§ Prompt
Your answer should be the lines below from the one holding "the registration surface." through the one holding "use core_layout::MemoryLayout;", copied exactly and with nothing else.

Collected data entries
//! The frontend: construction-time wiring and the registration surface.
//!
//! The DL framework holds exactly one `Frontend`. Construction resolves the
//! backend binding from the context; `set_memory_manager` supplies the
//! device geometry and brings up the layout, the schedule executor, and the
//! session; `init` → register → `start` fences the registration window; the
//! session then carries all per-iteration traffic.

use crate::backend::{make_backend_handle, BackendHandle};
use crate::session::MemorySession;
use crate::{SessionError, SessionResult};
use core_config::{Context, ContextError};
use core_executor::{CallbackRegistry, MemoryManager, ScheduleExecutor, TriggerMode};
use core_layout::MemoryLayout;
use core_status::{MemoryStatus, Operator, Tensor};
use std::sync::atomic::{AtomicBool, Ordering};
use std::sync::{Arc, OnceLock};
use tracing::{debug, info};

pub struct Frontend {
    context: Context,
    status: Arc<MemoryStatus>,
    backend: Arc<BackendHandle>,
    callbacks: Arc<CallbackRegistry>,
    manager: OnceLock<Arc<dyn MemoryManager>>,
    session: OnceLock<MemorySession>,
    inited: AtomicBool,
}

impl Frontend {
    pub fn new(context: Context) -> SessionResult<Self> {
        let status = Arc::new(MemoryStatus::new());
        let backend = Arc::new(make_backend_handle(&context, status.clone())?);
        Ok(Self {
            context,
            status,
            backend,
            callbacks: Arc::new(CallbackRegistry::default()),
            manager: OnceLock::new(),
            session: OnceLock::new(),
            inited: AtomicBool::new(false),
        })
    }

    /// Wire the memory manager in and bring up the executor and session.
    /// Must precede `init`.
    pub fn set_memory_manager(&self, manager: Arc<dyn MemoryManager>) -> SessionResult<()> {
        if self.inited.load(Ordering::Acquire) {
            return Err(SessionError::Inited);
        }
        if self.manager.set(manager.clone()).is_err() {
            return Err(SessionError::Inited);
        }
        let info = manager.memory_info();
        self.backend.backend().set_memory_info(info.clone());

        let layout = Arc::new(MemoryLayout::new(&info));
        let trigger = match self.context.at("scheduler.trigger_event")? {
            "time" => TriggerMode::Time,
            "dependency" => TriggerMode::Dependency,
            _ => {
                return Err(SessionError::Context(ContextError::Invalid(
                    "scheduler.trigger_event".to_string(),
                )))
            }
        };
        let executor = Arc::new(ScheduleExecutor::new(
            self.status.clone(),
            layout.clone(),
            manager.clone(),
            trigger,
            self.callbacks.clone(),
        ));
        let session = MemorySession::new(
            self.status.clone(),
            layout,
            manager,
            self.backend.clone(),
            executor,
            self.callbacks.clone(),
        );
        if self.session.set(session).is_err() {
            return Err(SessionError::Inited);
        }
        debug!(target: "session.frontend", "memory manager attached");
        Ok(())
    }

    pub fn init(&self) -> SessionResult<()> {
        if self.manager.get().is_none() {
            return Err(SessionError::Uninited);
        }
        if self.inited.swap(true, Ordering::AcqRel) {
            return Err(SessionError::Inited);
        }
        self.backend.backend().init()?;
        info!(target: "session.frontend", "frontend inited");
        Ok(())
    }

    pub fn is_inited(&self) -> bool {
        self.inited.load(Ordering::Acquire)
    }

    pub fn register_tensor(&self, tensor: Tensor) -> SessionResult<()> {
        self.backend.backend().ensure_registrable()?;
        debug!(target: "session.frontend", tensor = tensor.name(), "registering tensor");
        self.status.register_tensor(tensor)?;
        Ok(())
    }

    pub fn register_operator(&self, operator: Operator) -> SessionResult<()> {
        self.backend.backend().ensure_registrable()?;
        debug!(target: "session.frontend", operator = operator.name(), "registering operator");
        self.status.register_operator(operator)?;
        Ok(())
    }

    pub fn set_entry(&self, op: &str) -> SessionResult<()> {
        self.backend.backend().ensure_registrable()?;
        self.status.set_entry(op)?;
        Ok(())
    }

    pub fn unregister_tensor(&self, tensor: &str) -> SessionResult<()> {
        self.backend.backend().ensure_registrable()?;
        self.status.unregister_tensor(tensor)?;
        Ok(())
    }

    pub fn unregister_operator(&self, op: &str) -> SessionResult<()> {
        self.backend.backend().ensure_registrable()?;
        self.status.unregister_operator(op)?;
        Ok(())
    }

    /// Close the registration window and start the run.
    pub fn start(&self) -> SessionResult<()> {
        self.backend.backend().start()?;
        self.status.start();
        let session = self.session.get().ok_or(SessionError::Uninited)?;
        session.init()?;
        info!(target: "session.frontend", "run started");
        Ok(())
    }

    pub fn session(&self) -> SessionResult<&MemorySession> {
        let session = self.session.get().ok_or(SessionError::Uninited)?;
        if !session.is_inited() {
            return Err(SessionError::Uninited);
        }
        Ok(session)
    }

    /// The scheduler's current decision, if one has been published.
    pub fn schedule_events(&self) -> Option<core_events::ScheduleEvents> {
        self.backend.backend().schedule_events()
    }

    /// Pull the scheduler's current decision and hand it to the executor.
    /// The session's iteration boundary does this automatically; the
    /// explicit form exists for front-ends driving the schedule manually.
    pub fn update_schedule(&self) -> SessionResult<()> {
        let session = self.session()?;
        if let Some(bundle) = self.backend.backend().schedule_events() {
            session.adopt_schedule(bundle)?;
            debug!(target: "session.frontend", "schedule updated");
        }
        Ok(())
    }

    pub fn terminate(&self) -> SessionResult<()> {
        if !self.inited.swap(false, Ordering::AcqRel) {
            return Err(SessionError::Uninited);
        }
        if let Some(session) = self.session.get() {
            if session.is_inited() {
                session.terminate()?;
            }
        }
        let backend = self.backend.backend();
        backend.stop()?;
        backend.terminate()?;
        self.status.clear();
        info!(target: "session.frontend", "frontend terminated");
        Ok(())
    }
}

* * *

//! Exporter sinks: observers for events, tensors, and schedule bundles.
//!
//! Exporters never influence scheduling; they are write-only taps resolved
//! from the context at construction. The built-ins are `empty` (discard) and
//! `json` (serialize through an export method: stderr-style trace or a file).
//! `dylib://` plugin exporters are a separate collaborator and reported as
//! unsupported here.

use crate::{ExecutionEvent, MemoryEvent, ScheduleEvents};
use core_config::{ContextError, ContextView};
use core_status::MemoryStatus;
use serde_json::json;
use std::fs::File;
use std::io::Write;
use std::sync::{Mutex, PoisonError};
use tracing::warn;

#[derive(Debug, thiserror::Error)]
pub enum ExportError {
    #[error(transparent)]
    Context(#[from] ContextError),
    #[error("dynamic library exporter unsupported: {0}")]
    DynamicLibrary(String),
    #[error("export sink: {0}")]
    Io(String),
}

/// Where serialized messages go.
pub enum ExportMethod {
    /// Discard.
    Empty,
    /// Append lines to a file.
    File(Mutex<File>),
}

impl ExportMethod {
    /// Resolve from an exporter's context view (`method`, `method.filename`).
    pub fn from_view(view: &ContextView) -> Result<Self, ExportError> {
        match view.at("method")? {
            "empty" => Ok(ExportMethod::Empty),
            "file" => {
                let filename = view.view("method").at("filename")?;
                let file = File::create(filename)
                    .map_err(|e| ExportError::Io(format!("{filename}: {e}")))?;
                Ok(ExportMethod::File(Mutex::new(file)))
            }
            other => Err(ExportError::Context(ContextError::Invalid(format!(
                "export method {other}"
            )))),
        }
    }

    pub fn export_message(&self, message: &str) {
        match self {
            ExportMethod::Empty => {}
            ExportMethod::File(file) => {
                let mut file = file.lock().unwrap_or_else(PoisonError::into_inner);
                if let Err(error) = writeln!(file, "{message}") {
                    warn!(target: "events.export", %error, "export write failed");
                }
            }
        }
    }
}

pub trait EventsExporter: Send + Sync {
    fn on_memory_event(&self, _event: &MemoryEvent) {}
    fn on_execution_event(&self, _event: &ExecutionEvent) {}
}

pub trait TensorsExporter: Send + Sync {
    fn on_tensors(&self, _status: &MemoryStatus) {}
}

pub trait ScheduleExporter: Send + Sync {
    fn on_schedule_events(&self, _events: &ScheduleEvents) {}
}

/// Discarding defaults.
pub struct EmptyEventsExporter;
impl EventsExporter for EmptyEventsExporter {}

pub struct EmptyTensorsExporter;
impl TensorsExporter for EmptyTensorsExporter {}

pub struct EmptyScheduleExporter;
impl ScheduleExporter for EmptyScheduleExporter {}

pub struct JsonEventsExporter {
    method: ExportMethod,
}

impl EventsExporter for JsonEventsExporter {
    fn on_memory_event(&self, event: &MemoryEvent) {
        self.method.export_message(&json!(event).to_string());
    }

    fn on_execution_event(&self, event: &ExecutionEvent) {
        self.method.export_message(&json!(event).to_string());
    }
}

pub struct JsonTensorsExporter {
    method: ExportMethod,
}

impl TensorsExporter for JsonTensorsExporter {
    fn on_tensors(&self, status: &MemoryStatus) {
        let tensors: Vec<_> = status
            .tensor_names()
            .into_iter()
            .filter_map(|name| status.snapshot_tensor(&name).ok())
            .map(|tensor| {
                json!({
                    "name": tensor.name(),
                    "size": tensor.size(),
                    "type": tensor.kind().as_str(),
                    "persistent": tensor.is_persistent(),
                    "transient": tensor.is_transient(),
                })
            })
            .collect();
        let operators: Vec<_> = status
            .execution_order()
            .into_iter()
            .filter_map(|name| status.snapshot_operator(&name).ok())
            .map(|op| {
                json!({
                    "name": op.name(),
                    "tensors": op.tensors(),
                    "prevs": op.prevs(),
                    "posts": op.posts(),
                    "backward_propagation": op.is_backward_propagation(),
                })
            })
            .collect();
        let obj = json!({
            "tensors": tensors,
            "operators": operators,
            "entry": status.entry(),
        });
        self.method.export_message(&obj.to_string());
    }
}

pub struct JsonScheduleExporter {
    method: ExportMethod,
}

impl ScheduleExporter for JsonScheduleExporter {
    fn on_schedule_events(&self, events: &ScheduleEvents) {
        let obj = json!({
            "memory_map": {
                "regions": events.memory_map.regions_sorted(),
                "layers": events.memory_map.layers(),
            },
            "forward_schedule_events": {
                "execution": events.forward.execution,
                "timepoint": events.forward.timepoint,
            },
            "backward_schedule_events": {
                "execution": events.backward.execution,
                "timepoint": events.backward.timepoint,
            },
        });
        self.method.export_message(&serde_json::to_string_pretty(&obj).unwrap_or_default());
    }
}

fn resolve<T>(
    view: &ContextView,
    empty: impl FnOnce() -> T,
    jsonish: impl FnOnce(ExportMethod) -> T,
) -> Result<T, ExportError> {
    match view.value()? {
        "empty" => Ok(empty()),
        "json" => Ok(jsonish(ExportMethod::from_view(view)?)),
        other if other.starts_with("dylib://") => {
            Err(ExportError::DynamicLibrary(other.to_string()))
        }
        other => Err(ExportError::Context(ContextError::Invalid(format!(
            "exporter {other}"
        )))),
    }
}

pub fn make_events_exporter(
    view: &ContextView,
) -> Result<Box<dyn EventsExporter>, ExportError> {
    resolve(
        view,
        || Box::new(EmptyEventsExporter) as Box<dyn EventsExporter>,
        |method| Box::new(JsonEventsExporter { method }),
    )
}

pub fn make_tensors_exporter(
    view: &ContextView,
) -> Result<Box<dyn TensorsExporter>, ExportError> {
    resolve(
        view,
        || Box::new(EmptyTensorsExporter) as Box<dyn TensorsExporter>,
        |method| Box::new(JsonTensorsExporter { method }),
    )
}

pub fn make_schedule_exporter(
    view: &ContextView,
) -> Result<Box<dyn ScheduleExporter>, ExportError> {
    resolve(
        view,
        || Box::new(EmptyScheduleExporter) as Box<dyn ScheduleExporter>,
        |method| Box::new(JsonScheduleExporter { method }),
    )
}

§ Response below
//! The frontend: construction-time wiring and the registration surface.
//!
//! The DL framework holds exactly one `Frontend`. Construction resolves the
//! backend binding from the context; `set_memory_manager` supplies the
//! device geometry and brings up the layout, the schedule executor, and the
//! session; `init` → register → `start` fences the registration window; the
//! session then carries all per-iteration traffic.

use crate::backend::{make_backend_handle, BackendHandle};
use crate::session::MemorySession;
use crate::{SessionError, SessionResult};
use core_config::{Context, ContextError};
use core_executor::{CallbackRegistry, MemoryManager, ScheduleExecutor, TriggerMode};
use core_layout::MemoryLayout;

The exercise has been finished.